## WHAT YOU SHOULD DO
Beginning at the first line of the data, print each line exactly, stopping after the line that contains "pub(super) fn needs_handler(value: &Value)".

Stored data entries
>>>
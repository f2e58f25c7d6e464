// (c) Copyright 2026 The changeset authors. All rights reserved.
use super::array::ArrayHandler;
use crate::{
    Error,
    changeset::KeyValue,
    deep, path,
};
use serde_json::{Map, Value};
use std::collections::{BTreeMap, BTreeSet};

/// Returns `true` if writes below `value` are tracked by a child handler.
pub(super) fn needs_handler(value: &Value) -> bool {
    deep::is_container(value)
}

/// A write tracked by an [`ObjectHandler`] for one of its own keys.
#[derive(Debug, Clone, PartialEq)]
pub(super) enum Local {
    /// A scalar write.
    Value(Value),
    /// An object or array swapped in whole. The child handler of the key tracks writes made
    /// below it since.
    Replaced(Value),
}

/// What to do with a key when rolling back an execute.
#[derive(Debug, Clone, PartialEq)]
pub(super) enum Undo {
    Restore(Value),
    Delete,
}

/// The handler of one object or array inside the content.
#[derive(Debug, Clone)]
pub(super) enum Handler {
    Object(ObjectHandler),
    Array(ArrayHandler),
}

impl Handler {
    fn for_value(value: &Value) -> Handler {
        match value {
            Value::Array(_) => Handler::Array(ArrayHandler::default()),
            _ => Handler::Object(ObjectHandler::default()),
        }
    }

    fn get(&mut self, source: &Value, path: &str) -> Option<Value> {
        match self {
            Handler::Object(object) => object.get(source, path),
            Handler::Array(array) => array.get(source, path),
        }
    }

    fn set(&mut self, source: &Value, path: &str, value: Value) -> Result<(), Error> {
        match self {
            Handler::Object(object) => object.set(source, path, value),
            Handler::Array(array) => array.set(source, path, value),
        }
    }

    fn apply(&self, target: &mut Value) {
        match self {
            Handler::Object(object) => object.apply(target),
            Handler::Array(array) => array.apply(target),
        }
    }

    /// `base` with every tracked write applied.
    fn materialize(&self, base: &Value) -> Value {
        let mut value = base.clone();
        self.apply(&mut value);
        value
    }

    fn execute(&mut self, source: &mut Value) {
        match self {
            Handler::Object(object) => object.execute(source),
            Handler::Array(array) => array.execute(source),
        }
    }

    fn rollback(&mut self, source: &mut Value) {
        match self {
            Handler::Object(object) => object.rollback(source),
            Handler::Array(array) => array.rollback(source),
        }
    }

    fn is_dirty(&self) -> bool {
        match self {
            Handler::Object(object) => object.is_dirty(),
            Handler::Array(array) => array.is_dirty(),
        }
    }

    fn collect(&self, prefix: &str, out: &mut Vec<KeyValue>) {
        match self {
            Handler::Object(object) => object.collect(prefix, out),
            Handler::Array(array) => {
                if let Some(items) = array.working() {
                    out.push(KeyValue {
                        key: prefix.to_string(),
                        value: Value::Array(items.to_vec()),
                    });
                }
            }
        }
    }
}

/// Tracks writes to the keys of one object.
///
/// Writes below an object- or array-valued key are delegated to a child handler, created the
/// first time the key is read or written. The handler never holds its slice of the content; every
/// operation is handed the slice it applies to.
#[derive(Debug, Clone, Default)]
pub(super) struct ObjectHandler {
    changes: BTreeMap<String, Local>,
    nested: BTreeMap<String, Handler>,
    /// Pre-images captured by the last execute.
    undo: BTreeMap<String, Undo>,
}

/// The value `key` currently has for this handler: its own write if any, else the source's.
fn current<'a>(
    changes: &'a BTreeMap<String, Local>,
    source: &'a Value,
    key: &str,
) -> Option<&'a Value> {
    match changes.get(key) {
        Some(Local::Value(value) | Local::Replaced(value)) => Some(value),
        None => match source {
            Value::Object(map) => map.get(key),
            _ => None,
        },
    }
}

impl ObjectHandler {
    pub(super) fn get(&mut self, source: &Value, path: &str) -> Option<Value> {
        let (head, rest) = path::split_first(path);
        if let Some(Local::Value(value)) = self.changes.get(head) {
            return match rest {
                Some(rest) => deep::get(value, rest).cloned(),
                None => Some(value.clone()),
            };
        }
        let base = current(&self.changes, source, head)?;
        if !needs_handler(base) {
            return rest.map_or(Some(base.clone()), |_| None);
        }
        let child = self
            .nested
            .entry(head.to_string())
            .or_insert_with(|| Handler::for_value(base));
        match rest {
            Some(rest) => child.get(base, rest),
            None => Some(child.materialize(base)),
        }
    }

    pub(super) fn set(&mut self, source: &Value, path: &str, value: Value) -> Result<(), Error> {
        let (head, rest) = path::split_first(path);
        let Some(rest) = rest else {
            self.set_local(source, head, value);
            return Ok(());
        };
        if !current(&self.changes, source, head).is_some_and(needs_handler) {
            // Writing below a scalar or a missing key swaps in a fresh object.
            self.changes
                .insert(head.to_string(), Local::Replaced(Value::Object(Map::new())));
            self.nested.remove(head);
        }
        let Some(base) = current(&self.changes, source, head) else {
            return Ok(());
        };
        self.nested
            .entry(head.to_string())
            .or_insert_with(|| Handler::for_value(base))
            .set(base, rest, value)
    }

    fn set_local(&mut self, source: &Value, key: &str, value: Value) {
        if needs_handler(&value) {
            self.nested
                .insert(key.to_string(), Handler::for_value(&value));
            self.changes.insert(key.to_string(), Local::Replaced(value));
            return;
        }
        self.nested.remove(key);
        let unchanged = match source {
            Value::Object(map) => map.get(key).is_some_and(|old| deep::is_equal(old, &value)),
            _ => false,
        };
        if unchanged {
            self.changes.remove(key);
        } else {
            self.changes.insert(key.to_string(), Local::Value(value));
        }
    }

    /// The value a tracked write of `key` puts into the content.
    fn resolve(&self, key: &str, local: &Local) -> Value {
        match local {
            Local::Value(value) => value.clone(),
            Local::Replaced(base) => match self.nested.get(key) {
                Some(child) => child.materialize(base),
                None => base.clone(),
            },
        }
    }

    /// Writes every tracked change into `target` without recording anything.
    pub(super) fn apply(&self, target: &mut Value) {
        let Value::Object(map) = target else {
            return;
        };
        for (key, local) in &self.changes {
            map.insert(key.clone(), self.resolve(key, local));
        }
        for (key, child) in &self.nested {
            if self.changes.contains_key(key) {
                continue;
            }
            if let Some(value) = map.get_mut(key) {
                child.apply(value);
            }
        }
    }

    /// Writes every tracked change into `source`, remembering what each touched key held before.
    ///
    /// Only the last execute can be rolled back.
    pub(super) fn execute(&mut self, source: &mut Value) {
        let Value::Object(map) = source else {
            return;
        };
        self.undo.clear();
        let touched: BTreeSet<&String> = self.changes.keys().chain(self.nested.keys()).collect();
        for key in touched {
            let undo = match map.get(key) {
                Some(value) => Undo::Restore(value.clone()),
                None => Undo::Delete,
            };
            self.undo.insert(key.clone(), undo);
        }
        for (key, local) in &self.changes {
            map.insert(key.clone(), self.resolve(key, local));
        }
        for (key, child) in &mut self.nested {
            if self.changes.contains_key(key) {
                continue;
            }
            if let Some(value) = map.get_mut(key) {
                child.execute(value);
            }
        }
    }

    /// Undoes the last execute and forgets every tracked write.
    pub(super) fn rollback(&mut self, source: &mut Value) {
        if let Value::Object(map) = source {
            for (key, child) in &mut self.nested {
                if self.changes.contains_key(key) {
                    continue;
                }
                if let Some(value) = map.get_mut(key) {
                    child.rollback(value);
                }
            }
            for (key, undo) in std::mem::take(&mut self.undo) {
                match undo {
                    Undo::Restore(value) => {
                        map.insert(key, value);
                    }
                    Undo::Delete => {
                        map.remove(&key);
                    }
                }
            }
        }
        self.clear();
    }

    /// Forgets every tracked write and pre-image without touching the content.
    pub(super) fn clear(&mut self) {
        self.changes.clear();
        self.nested.clear();
        self.undo.clear();
    }

    pub(super) fn is_dirty(&self) -> bool {
        !self.changes.is_empty() || self.nested.values().any(Handler::is_dirty)
    }

    /// Lists tracked writes by dotted key. A swapped-in value is listed whole, with the writes
    /// made below it applied.
    pub(super) fn collect(&self, prefix: &str, out: &mut Vec<KeyValue>) {
        let key_of = |key: &str| {
            if prefix.is_empty() {
                key.to_string()
            } else {
                path::join(&[prefix, key])
            }
        };
        for (key, local) in &self.changes {
            out.push(KeyValue {
                key: key_of(key),
                value: self.resolve(key, local),
            });
        }
        for (key, child) in &self.nested {
            if !self.changes.contains_key(key) {
                child.collect(&key_of(key), out);
            }
        }
    }

    /// Finds the array handler for `path`, creating handlers on the way.
    ///
    /// Returns the handler with the array it buffers. Returns `None` unless `path` holds an
    /// array.
    pub(super) fn array_mut(
        &mut self,
        source: &Value,
        path: &str,
    ) -> Option<(&mut ArrayHandler, Value)> {
        let (head, rest) = path::split_first(path);
        let base = current(&self.changes, source, head)?;
        if !needs_handler(base) {
            return None;
        }
        let child = self
            .nested
            .entry(head.to_string())
            .or_insert_with(|| Handler::for_value(base));
        match (child, rest) {
            (Handler::Array(array), None) => Some((array, base.clone())),
            (Handler::Object(object), Some(rest)) => object.array_mut(base, rest),
            _ => None,
        }
    }
}

#[cfg(test)]
mod tests {
    use super::*;
    use serde_json::json;

    fn run(source: &Value, writes: &[(&str, Value)]) -> ObjectHandler {
        let mut handler = ObjectHandler::default();
        for (path, value) in writes {
            handler.set(source, path, value.clone()).unwrap();
        }
        handler
    }

    #[test]
    fn reads_see_writes_at_any_depth() {
        let source = json!({"user": {"name": {"first": "Jim"}}, "n": 1});
        let mut handler = run(&source, &[("user.name.first", json!("Tom")), ("n", json!(2))]);
        assert_eq!(handler.get(&source, "user.name.first"), Some(json!("Tom")));
        assert_eq!(handler.get(&source, "user"), Some(json!({"name": {"first": "Tom"}})));
        assert_eq!(handler.get(&source, "n"), Some(json!(2)));
        assert_eq!(handler.get(&source, "n.x"), None);
    }

    #[test]
    fn equal_scalar_write_collapses() {
        let source = json!({"n": 1});
        let mut handler = run(&source, &[("n", json!(2))]);
        assert!(handler.is_dirty());
        handler.set(&source, "n", json!(1)).unwrap();
        assert!(!handler.is_dirty());
    }

    #[test]
    fn reads_alone_do_not_dirty() {
        let source = json!({"user": {"tags": ["a"]}});
        let mut handler = ObjectHandler::default();
        assert_eq!(handler.get(&source, "user.tags.0"), Some(json!("a")));
        assert!(!handler.is_dirty());
    }

    #[test]
    fn structural_replacement_adopts_later_writes() {
        let mut source = json!({"user": {"first": "Jim", "last": "Bob"}});
        let mut handler = run(
            &source,
            &[("user", json!({"first": "Ann"})), ("user.last", json!("Lee"))],
        );
        handler.execute(&mut source);
        assert_eq!(source, json!({"user": {"first": "Ann", "last": "Lee"}}));
    }

    #[test]
    fn writing_below_a_scalar_replaces_it() {
        let mut source = json!({"org": 5});
        let mut handler = run(&source, &[("org.usa.ny", json!("NY"))]);
        handler.execute(&mut source);
        assert_eq!(source, json!({"org": {"usa": {"ny": "NY"}}}));
    }

    #[test]
    fn rollback_undoes_execute() {
        let original = json!({"user": {"first": "Jim"}, "keep": true});
        let mut source = original.clone();
        let mut handler = run(
            &source,
            &[("user.first", json!("Tom")), ("user.age", json!(3)), ("added", json!([1]))],
        );
        handler.execute(&mut source);
        assert_eq!(
            source,
            json!({"user": {"first": "Tom", "age": 3}, "keep": true, "added": [1]})
        );
        handler.rollback(&mut source);
        assert_eq!(source, original);
        assert!(!handler.is_dirty());
    }

    #[test]
    fn cleared_executes_stay() {
        let mut source = json!({"n": 1});
        let mut handler = run(&source, &[("n", json!(2))]);
        handler.execute(&mut source);
        handler.clear();
        handler.rollback(&mut source);
        assert_eq!(source, json!({"n": 2}));
    }

    #[test]
    fn collect_lists_leaves_and_replacements() {
        let source = json!({"a": {"b": 1}, "c": 1});
        let handler = run(
            &source,
            &[("a.b", json!(2)), ("c", json!({"d": 1})), ("c.e", json!(2))],
        );
        let mut out = Vec::new();
        handler.collect("", &mut out);
        assert_eq!(
            out,
            vec![
                KeyValue {
                    key: "c".into(),
                    value: json!({"d": 1, "e": 2})
                },
                KeyValue {
                    key: "a.b".into(),
                    value: json!(2)
                },
            ]
        );
    }
}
<<<
## ANSWER AREA
repository f2e58f25c7d6e464
// (c) Copyright 2026 The changeset authors. All rights reserved.
use super::array::ArrayHandler;
use crate::{
    Error,
    changeset::KeyValue,
    deep, path,
};
use serde_json::{Map, Value};
use std::collections::{BTreeMap, BTreeSet};

/// Returns `true` if writes below `value` are tracked by a child handler.
pub(super) fn needs_handler(value: &Value) -> bool {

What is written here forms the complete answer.